*** Opening Study material ***

//! In-memory storage backend
//!
//! Default storage implementation using an in-memory map.
//! Suitable for development and single-instance deployments.
//! Data is lost on restart.

use async_trait::async_trait;
use chrono::Utc;
use std::collections::BTreeMap;
use std::sync::{PoisonError, RwLock};
use tracing::info;

use super::{ChannelRecord, ChannelStore, NewChannel, StorageError};

#[derive(Debug, Default)]
struct Inner {
    last_id: i64,
    channels: BTreeMap<i64, ChannelRecord>,
}

/// In-memory channel store implementation
#[derive(Debug, Default)]
pub struct MemoryStore {
    inner: RwLock<Inner>,
}

impl MemoryStore {
    /// Create a new in-memory store
    pub fn new() -> Self {
        Self::default()
    }

    /// Get a channel whether or not it is deleted
    pub fn get_any(&self, channel_id: i64) -> Option<ChannelRecord> {
        let inner = self.inner.read().unwrap_or_else(PoisonError::into_inner);
        inner.channels.get(&channel_id).cloned()
    }
}

#[async_trait]
impl ChannelStore for MemoryStore {
    async fn insert(&self, channel: NewChannel) -> Result<ChannelRecord, StorageError> {
        let mut inner = self.inner.write().unwrap_or_else(PoisonError::into_inner);
        inner.last_id += 1;
        let record = ChannelRecord::from_new(inner.last_id, channel, Utc::now());
        info!(
            channel_id = record.channel_id,
            machine_id = %record.machine_id,
            tunnel_port = record.tunnel_port,
            "Stored channel"
        );
        inner.channels.insert(record.channel_id, record.clone());
        Ok(record)
    }

    async fn get(&self, channel_id: i64) -> Result<Option<ChannelRecord>, StorageError> {
        let inner = self.inner.read().unwrap_or_else(PoisonError::into_inner);
        Ok(inner
            .channels
            .get(&channel_id)
            .filter(|r| r.is_active())
            .cloned())
    }

    async fn list_active_by_machine(&self, machine_id: &str) -> Result<Vec<ChannelRecord>, StorageError> {
        let inner = self.inner.read().unwrap_or_else(PoisonError::into_inner);
        Ok(inner
            .channels
            .values()
            .filter(|r| r.is_active() && r.machine_id == machine_id)
            .cloned()
            .collect())
    }

    async fn soft_delete(&self, channel_ids: &[i64]) -> Result<usize, StorageError> {
        let mut inner = self.inner.write().unwrap_or_else(PoisonError::into_inner);
        let now = Utc::now();
        let mut deleted = 0;
        for id in channel_ids {
            if let Some(record) = inner.channels.get_mut(id).filter(|r| r.is_active()) {
                record.deleted_at = Some(now);
                record.updated_at = now;
                deleted += 1;
            }
        }
        if deleted > 0 {
            info!(channel_ids = ?channel_ids, deleted = deleted, "Soft-deleted channels");
        }
        Ok(deleted)
    }
}

#[cfg(test)]
mod tests {
    use super::*;
    use chrono::Duration;

    pub(crate) fn new_channel(machine_id: &str, port: u16) -> NewChannel {
        NewChannel {
            description: format!("unit on {port}"),
            broker_host: "bridge:8024".into(),
            client_id: port as i64,
            client_key: format!("{machine_id}-1"),
            tunnel_id: port as i64 + 1,
            tunnel_port: port,
            machine_id: machine_id.into(),
            expires_at: Utc::now() + Duration::days(1),
        }
    }

    #[tokio::test]
    async fn test_ids_are_assigned_in_order() {
        let store = MemoryStore::new();
        let a = store.insert(new_channel("m", 1)).await.unwrap();
        let b = store.insert(new_channel("m", 2)).await.unwrap();
        assert!(b.channel_id > a.channel_id);
        assert_eq!(store.get(a.channel_id).await.unwrap(), Some(a));
    }

    #[tokio::test]
    async fn test_list_by_machine_skips_others_and_deleted() {
        let store = MemoryStore::new();
        let a = store.insert(new_channel("m", 1)).await.unwrap();
        let b = store.insert(new_channel("m", 2)).await.unwrap();
        store.insert(new_channel("other", 3)).await.unwrap();

        store.soft_delete(&[a.channel_id]).await.unwrap();

        let listed = store.list_active_by_machine("m").await.unwrap();
        assert_eq!(listed, vec![b]);
    }

    #[tokio::test]
    async fn test_soft_delete_is_idempotent() {
        let store = MemoryStore::new();
        let a = store.insert(new_channel("m", 1)).await.unwrap();

        assert_eq!(store.soft_delete(&[a.channel_id]).await.unwrap(), 1);
        assert_eq!(store.soft_delete(&[a.channel_id, 999]).await.unwrap(), 0);

        assert!(store.get(a.channel_id).await.unwrap().is_none());
        assert!(store.get_any(a.channel_id).unwrap().deleted_at.is_some());
    }
}
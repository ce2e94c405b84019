//! Channel issuance, revocation and liveness
//!
//! Issuance runs the broker steps in order and stops at the first failure.
//! Nothing is rolled back: a broker client created before a later step fails
//! stays behind, exactly like one whose channel is later superseded.

use chrono::{TimeZone, Utc};
use serde::{Deserialize, Serialize};
use std::sync::Arc;
use thiserror::Error;
use tokio::task::JoinHandle;
use tracing::{debug, error, info, warn};
use tunnelgate_broker::{NewClient, NewTunnel, TunnelBroker};
use tunnelgate_core::{parse_request, CertificateAuthority};

use crate::routing::RouteCache;
use crate::storage::{ChannelRecord, ChannelStore, NewChannel, StorageError};

/// Issuance failures, one per step
///
/// The messages are part of the provisioning API.
#[derive(Debug, Clone, Copy, PartialEq, Eq, Error)]
pub enum IssuanceError {
    #[error("param error")]
    Param,
    #[error("key is illegal")]
    IllegalKey,
    #[error("csr is illegal")]
    IllegalCsr,
    #[error("gen client error")]
    GenClient,
    #[error("gen tunnel error")]
    GenTunnel,
    #[error("get tunnel error")]
    GetTunnel,
    #[error("insert db error")]
    InsertDb,
    #[error("gen cert error")]
    GenCert,
}

/// Provisioning request
#[derive(Debug, Clone, Default, Deserialize)]
#[serde(rename_all = "camelCase")]
pub struct IssuanceRequest {
    /// Shared provisioning secret
    #[serde(default)]
    pub key: String,

    /// PEM-encoded CSR from the requesting machine
    #[serde(default)]
    pub csr: String,

    /// Grant expiry, unix seconds
    #[serde(default)]
    pub expired_time: i64,

    /// Free-text description
    #[serde(default)]
    pub desc: String,
}

/// Result of a successful issuance
#[derive(Debug)]
pub struct IssuedChannel {
    /// PEM-encoded leaf certificate
    pub certificate: String,

    /// Record the certificate was issued from
    pub record: ChannelRecord,

    /// Background revocation of the machine's older channels
    pub sweep: JoinHandle<()>,
}

/// Outcome of a revocation sweep
#[derive(Debug, Clone, Default, PartialEq, Eq, Serialize)]
pub struct RevocationReport {
    /// Channels whose broker client was deleted and record soft-deleted
    pub revoked: Vec<i64>,

    /// Channels left active because the broker refused the deletion
    pub failed: Vec<i64>,
}

/// Settings that shape issued channels
#[derive(Debug, Clone)]
pub struct IssuanceSettings {
    /// Shared provisioning secret
    pub auth_key: String,

    /// Broker bridge address written into every record
    pub bridge_host: String,

    /// Tunnel target on the requesting machine
    pub client_port: String,
}

/// Server-side channel controller
#[derive(Clone)]
pub struct ChannelController {
    store: Arc<dyn ChannelStore>,
    broker: Arc<dyn TunnelBroker>,
    ca: Arc<CertificateAuthority>,
    routes: Arc<RouteCache>,
    settings: Arc<IssuanceSettings>,
}

impl ChannelController {
    pub fn new(
        store: Arc<dyn ChannelStore>,
        broker: Arc<dyn TunnelBroker>,
        ca: Arc<CertificateAuthority>,
        routes: Arc<RouteCache>,
        settings: IssuanceSettings,
    ) -> Self {
        Self {
            store,
            broker,
            ca,
            routes,
            settings: Arc::new(settings),
        }
    }

    /// Issue a channel certificate for the machine named in `request.csr`
    ///
    /// On success the machine's other active channels are revoked in the
    /// background; the caller does not wait for that.
    pub async fn handle_issuance(&self, request: IssuanceRequest) -> Result<IssuedChannel, IssuanceError> {
        if request.key.is_empty() || request.csr.is_empty() || request.desc.is_empty() {
            return Err(IssuanceError::Param);
        }
        let expires_at = Utc
            .timestamp_opt(request.expired_time, 0)
            .single()
            .filter(|_| request.expired_time > 0)
            .ok_or(IssuanceError::Param)?;

        if request.key != self.settings.auth_key {
            warn!("Issuance request with wrong key");
            return Err(IssuanceError::IllegalKey);
        }

        let claims = parse_request(&request.csr).map_err(|e| {
            warn!(error = %e, "Rejected CSR");
            IssuanceError::IllegalCsr
        })?;
        let machine_id = claims.machine_id;

        let verify_key = format!("{}-{}", machine_id, Utc::now().timestamp());
        let client_id = self
            .broker
            .create_client(&NewClient::new(&request.desc, &verify_key))
            .await
            .map_err(|e| {
                error!(error = %e, machine_id = %machine_id, "gen client error");
                IssuanceError::GenClient
            })?;

        let tunnel_id = self
            .broker
            .create_tunnel(&NewTunnel::tcp(&request.desc, &self.settings.client_port, client_id))
            .await
            .map_err(|e| {
                error!(error = %e, client_id = client_id, "gen tunnel error");
                IssuanceError::GenTunnel
            })?;

        let tunnel = self.broker.get_tunnel(tunnel_id).await.map_err(|e| {
            error!(error = %e, tunnel_id = tunnel_id, "get tunnel error");
            IssuanceError::GetTunnel
        })?;

        let record = self
            .store
            .insert(NewChannel {
                description: request.desc,
                broker_host: self.settings.bridge_host.clone(),
                client_id,
                client_key: verify_key,
                tunnel_id,
                tunnel_port: tunnel.port,
                machine_id: machine_id.clone(),
                expires_at,
            })
            .await
            .map_err(|e| {
                error!(error = %e, machine_id = %machine_id, "insert db error");
                IssuanceError::InsertDb
            })?;

        let certificate = self.ca.issue(&record.to_grant()).map_err(|e| {
            error!(error = %e, channel_id = record.channel_id, "gen cert error");
            IssuanceError::GenCert
        })?;

        info!(
            channel_id = record.channel_id,
            machine_id = %machine_id,
            tunnel_port = record.tunnel_port,
            "Issued channel"
        );

        let sweep = {
            let controller = self.clone();
            let keep = record.channel_id;
            tokio::spawn(async move {
                if let Err(e) = controller.revoke_machine(&machine_id, Some(keep)).await {
                    warn!(error = %e, machine_id = %machine_id, "Superseded channel sweep failed");
                }
            })
        };

        Ok(IssuedChannel {
            certificate,
            record,
            sweep,
        })
    }

    /// Revoke every active channel of `machine_id`
    pub async fn handle_revocation(&self, machine_id: &str) -> Result<RevocationReport, StorageError> {
        self.revoke_machine(machine_id, None).await
    }

    /// Revoke the active channels of `machine_id`, except `keep`
    ///
    /// Each channel's broker client is deleted first; only channels whose
    /// deletion succeeded, or whose client the broker no longer has, are
    /// soft-deleted and dropped from the route cache.
    pub async fn revoke_machine(
        &self,
        machine_id: &str,
        keep: Option<i64>,
    ) -> Result<RevocationReport, StorageError> {
        let channels = self.store.list_active_by_machine(machine_id).await?;

        let mut report = RevocationReport::default();
        for channel in channels.iter().filter(|c| Some(c.channel_id) != keep) {
            match self.broker.delete_client(channel.client_id).await {
                Ok(()) => report.revoked.push(channel.channel_id),
                Err(e) if e.is_not_found() => {
                    info!(
                        channel_id = channel.channel_id,
                        client_id = channel.client_id,
                        "Broker client already gone"
                    );
                    report.revoked.push(channel.channel_id);
                }
                Err(e) => {
                    warn!(
                        error = %e,
                        channel_id = channel.channel_id,
                        client_id = channel.client_id,
                        "Broker refused client deletion"
                    );
                    report.failed.push(channel.channel_id);
                }
            }
        }

        if !report.revoked.is_empty() {
            self.store.soft_delete(&report.revoked).await?;
            for id in &report.revoked {
                self.routes.invalidate(*id);
            }
        }

        info!(
            machine_id = %machine_id,
            revoked = ?report.revoked,
            failed = ?report.failed,
            "Revocation sweep complete"
        );
        Ok(report)
    }

    /// Whether `channel_id` is active, unexpired and reported healthy
    pub async fn check_channel(&self, channel_id: i64) -> bool {
        let record = match self.store.get(channel_id).await {
            Ok(Some(record)) => record,
            Ok(None) => {
                debug!(channel_id = channel_id, "Check for unknown channel");
                return false;
            }
            Err(e) => {
                warn!(error = %e, channel_id = channel_id, "Check lookup failed");
                return false;
            }
        };

        if record.to_grant().is_expired_at(Utc::now()) {
            debug!(channel_id = channel_id, "Channel expired");
            return false;
        }

        match self.broker.get_tunnel(record.tunnel_id).await {
            Ok(tunnel) => tunnel.is_available(),
            Err(e) => {
                warn!(error = %e, channel_id = channel_id, "Tunnel lookup failed");
                false
            }
        }
    }
}
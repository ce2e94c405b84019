//! Broker implementations

pub mod mock;
pub mod nps;

pub use mock::MockBroker;
pub use nps::NpsBroker;
//! Certificate verification
//!
//! The trust store holds exactly one root. A leaf is accepted when it names
//! the root as issuer, carries the root's signature, is inside its validity
//! window and carries a decodable channel grant.

use chrono::{DateTime, TimeZone, Utc};
use x509_parser::pem::parse_x509_pem;
use x509_parser::prelude::*;

use crate::error::{CredentialError, Result};
use crate::extension::{self, CHANNEL_GRANT_OID_STR};
use crate::types::ChannelGrant;

/// Verifies leaf certificates against a single trusted root
#[derive(Debug, Clone)]
pub struct CertificateVerifier {
    root_der: Vec<u8>,
}

impl CertificateVerifier {
    /// Trust the PEM-encoded root certificate `root_pem`
    pub fn from_pem(root_pem: &str) -> Result<Self> {
        let der = decode_pem(root_pem)?;
        // Reject a root that cannot be parsed up front.
        X509Certificate::from_der(&der)
            .map_err(|e| CredentialError::MalformedCertificate(format!("root: {e}")))?;
        Ok(Self { root_der: der })
    }

    /// Verify a PEM-encoded leaf and return its grant
    pub fn verify(&self, pem: &str) -> Result<ChannelGrant> {
        self.verify_der_at(&decode_pem(pem)?, Utc::now())
    }

    /// Verify a DER-encoded leaf and return its grant
    pub fn verify_der(&self, der: &[u8]) -> Result<ChannelGrant> {
        self.verify_der_at(der, Utc::now())
    }

    /// Verify a DER-encoded leaf as of `now`
    pub fn verify_der_at(&self, der: &[u8], now: DateTime<Utc>) -> Result<ChannelGrant> {
        let (_, root) = X509Certificate::from_der(&self.root_der)
            .map_err(|e| CredentialError::MalformedCertificate(format!("root: {e}")))?;
        let (_, leaf) = X509Certificate::from_der(der)
            .map_err(|e| CredentialError::MalformedCertificate(e.to_string()))?;

        if leaf.issuer().as_raw() != root.subject().as_raw() {
            return Err(CredentialError::Untrusted(format!(
                "issued by {}, expected {}",
                leaf.issuer(),
                root.subject()
            )));
        }

        leaf.verify_signature(Some(root.public_key()))
            .map_err(|e| CredentialError::Untrusted(format!("signature: {e}")))?;

        let validity = leaf.validity();
        let now_ts = now.timestamp();
        if now_ts < validity.not_before.timestamp() {
            return Err(CredentialError::NotYetValid(render(validity.not_before.timestamp())));
        }
        if now_ts > validity.not_after.timestamp() {
            return Err(CredentialError::Expired(render(validity.not_after.timestamp())));
        }

        extension::decode(leaf.extensions().iter(), CHANNEL_GRANT_OID_STR)
    }
}

fn decode_pem(pem: &str) -> Result<Vec<u8>> {
    let (_, pem) = parse_x509_pem(pem.as_bytes())
        .map_err(|e| CredentialError::MalformedCertificate(format!("pem: {e}")))?;
    if pem.label != "CERTIFICATE" {
        return Err(CredentialError::MalformedCertificate(format!(
            "unexpected pem label {}",
            pem.label
        )));
    }
    Ok(pem.contents)
}

fn render(ts: i64) -> String {
    Utc.timestamp_opt(ts, 0)
        .single()
        .map(|t| t.to_rfc3339())
        .unwrap_or_else(|| ts.to_string())
}
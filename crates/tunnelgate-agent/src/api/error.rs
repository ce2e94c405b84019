//! Local API errors

use axum::{
    http::StatusCode,
    response::{IntoResponse, Response},
    Json,
};
use serde::Serialize;
use thiserror::Error;

use crate::controller::ControllerError;

/// Local API error type
#[derive(Error, Debug)]
pub enum AgentError {
    #[error("Invalid request: {0}")]
    BadRequest(String),

    #[error("Not found: {0}")]
    NotFound(String),

    #[error("Internal error: {0}")]
    Internal(String),
}

#[derive(Serialize)]
pub struct ErrorResponse {
    pub error: String,
    pub code: String,
}

impl IntoResponse for AgentError {
    fn into_response(self) -> Response {
        let (status, code, message) = match self {
            AgentError::BadRequest(msg) => (StatusCode::BAD_REQUEST, "BAD_REQUEST", msg),
            AgentError::NotFound(msg) => (StatusCode::NOT_FOUND, "NOT_FOUND", msg),
            AgentError::Internal(msg) => (StatusCode::INTERNAL_SERVER_ERROR, "INTERNAL_ERROR", msg),
        };

        (
            status,
            Json(ErrorResponse {
                error: message,
                code: code.to_string(),
            }),
        )
            .into_response()
    }
}

impl From<ControllerError> for AgentError {
    fn from(err: ControllerError) -> Self {
        let message = err.to_string();
        match err {
            ControllerError::Credential(_)
            | ControllerError::MissingLaunchCredentials
            | ControllerError::IdentityMismatch { .. } => AgentError::BadRequest(message),
            ControllerError::NotAuthorized => AgentError::NotFound(message),
            ControllerError::Supervisor(_) | ControllerError::Io(_) => AgentError::Internal(message),
        }
    }
}
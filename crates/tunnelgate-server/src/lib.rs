//! Tunnelgate Server
//!
//! The server hands out temporary tunnel channels. For each provisioning
//! request it:
//! - Validates the shared key and the machine's CSR
//! - Creates a broker client and a TCP tunnel for the machine
//! - Records the channel and signs a certificate carrying its grant
//! - Revokes the machine's older channels in the background
//!
//! It also fronts each channel with a reverse proxy under
//! `/proxy/{channel}/`, rewriting the HTML base-path marker so single-page
//! frontends resolve their assets through the proxy.
//!
//! ## API Endpoints
//!
//! - `GET /health` - Liveness check
//! - `POST /nps/signature` - Issue a channel certificate
//! - `DELETE /nps/delete?machineId=` - Revoke a machine's channels
//! - `GET /nps/check?channelId=` - Whether a channel is usable
//! - `ANY /proxy/{channel}/{*rest}` - Forward to the channel's backend

pub mod api;
pub mod config;
pub mod controller;
pub mod routing;
pub mod storage;

pub use api::create_router;
pub use api::handlers::AppState;
pub use config::{ConfigError, NpsConfig, ServerConfig};
pub use controller::{
    ChannelController, IssuanceError, IssuanceRequest, IssuanceSettings, IssuedChannel,
    RevocationReport,
};
pub use routing::{ForwardError, Forwarder, RouteCache};
pub use storage::{ChannelRecord, ChannelStore, MemoryStore, NewChannel, StorageError};
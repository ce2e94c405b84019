//! API request handlers

pub mod channels;
pub mod proxy;

pub use channels::{
    check_channel, issue_channel, revoke_machine, AppState, CheckQuery, CheckResponse,
    RevokeQuery, RevokeResponse, SignatureResponse,
};
pub use proxy::proxy;
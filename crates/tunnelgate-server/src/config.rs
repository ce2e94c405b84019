//! Server configuration
//!
//! Read once at startup from `TUNNELGATE_*` environment variables.

use std::path::PathBuf;
use thiserror::Error;

use crate::routing::cache::DEFAULT_CAPACITY;

/// Configuration errors
#[derive(Debug, Error)]
pub enum ConfigError {
    #[error("{0} must be set")]
    Missing(&'static str),

    #[error("{key} has invalid value {value:?}")]
    Invalid { key: &'static str, value: String },
}

/// Broker connection settings
#[derive(Debug, Clone)]
pub struct NpsConfig {
    /// Base URL of the NPS web API
    pub api_url: String,
    /// NPS web API key
    pub api_key: String,
    /// Bridge address tunnel clients connect to
    pub bridge_host: String,
    /// Tunnel target on the client side
    pub client_port: String,
}

/// Server configuration
#[derive(Debug, Clone)]
pub struct ServerConfig {
    pub listen_addr: String,
    pub data_dir: PathBuf,
    pub database_url: Option<String>,
    pub ca_cert_path: PathBuf,
    pub ca_key_path: PathBuf,
    pub auth_key: String,
    pub nps: NpsConfig,
    pub route_cache_capacity: usize,
    pub upstream_host: String,
}

impl ServerConfig {
    /// Read configuration from the process environment
    pub fn from_env() -> Result<Self, ConfigError> {
        Self::from_lookup(|key| std::env::var(key).ok())
    }

    /// Read configuration through `lookup`
    pub fn from_lookup<F>(lookup: F) -> Result<Self, ConfigError>
    where
        F: Fn(&str) -> Option<String>,
    {
        let get = |key: &str, default: &str| lookup(key).unwrap_or_else(|| default.to_string());
        let require = |key: &'static str| {
            lookup(key)
                .filter(|v| !v.is_empty())
                .ok_or(ConfigError::Missing(key))
        };

        let data_dir = PathBuf::from(get("TUNNELGATE_DATA_DIR", "./data"));

        let route_cache_capacity = {
            let raw = get("TUNNELGATE_ROUTE_CACHE", &DEFAULT_CAPACITY.to_string());
            match raw.parse::<usize>() {
                Ok(n) if n > 0 => n,
                _ => {
                    return Err(ConfigError::Invalid {
                        key: "TUNNELGATE_ROUTE_CACHE",
                        value: raw,
                    })
                }
            }
        };

        Ok(Self {
            listen_addr: get("TUNNELGATE_SERVER_ADDR", "0.0.0.0:20109"),
            database_url: lookup("TUNNELGATE_DATABASE_URL").filter(|v| !v.is_empty()),
            ca_cert_path: lookup("TUNNELGATE_CA_CERT")
                .map(PathBuf::from)
                .unwrap_or_else(|| data_dir.join("ca_cert.pem")),
            ca_key_path: lookup("TUNNELGATE_CA_KEY")
                .map(PathBuf::from)
                .unwrap_or_else(|| data_dir.join("ca_key.pem")),
            auth_key: require("TUNNELGATE_AUTH_KEY")?,
            nps: NpsConfig {
                api_url: get("TUNNELGATE_NPS_API", "http://127.0.0.1:20100"),
                api_key: require("TUNNELGATE_NPS_API_KEY")?,
                bridge_host: get("TUNNELGATE_NPS_BRIDGE", "127.0.0.1:20102"),
                client_port: get("TUNNELGATE_NPS_CLIENT_PORT", "32301"),
            },
            route_cache_capacity,
            upstream_host: get("TUNNELGATE_UPSTREAM_HOST", "127.0.0.1"),
            data_dir,
        })
    }
}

*** Closing Study material ***

- Exercise brief: Scanning the data above, copy out every line where "GenTunnel" is found.

- Completed exercise:
    GenTunnel,
                IssuanceError::GenTunnel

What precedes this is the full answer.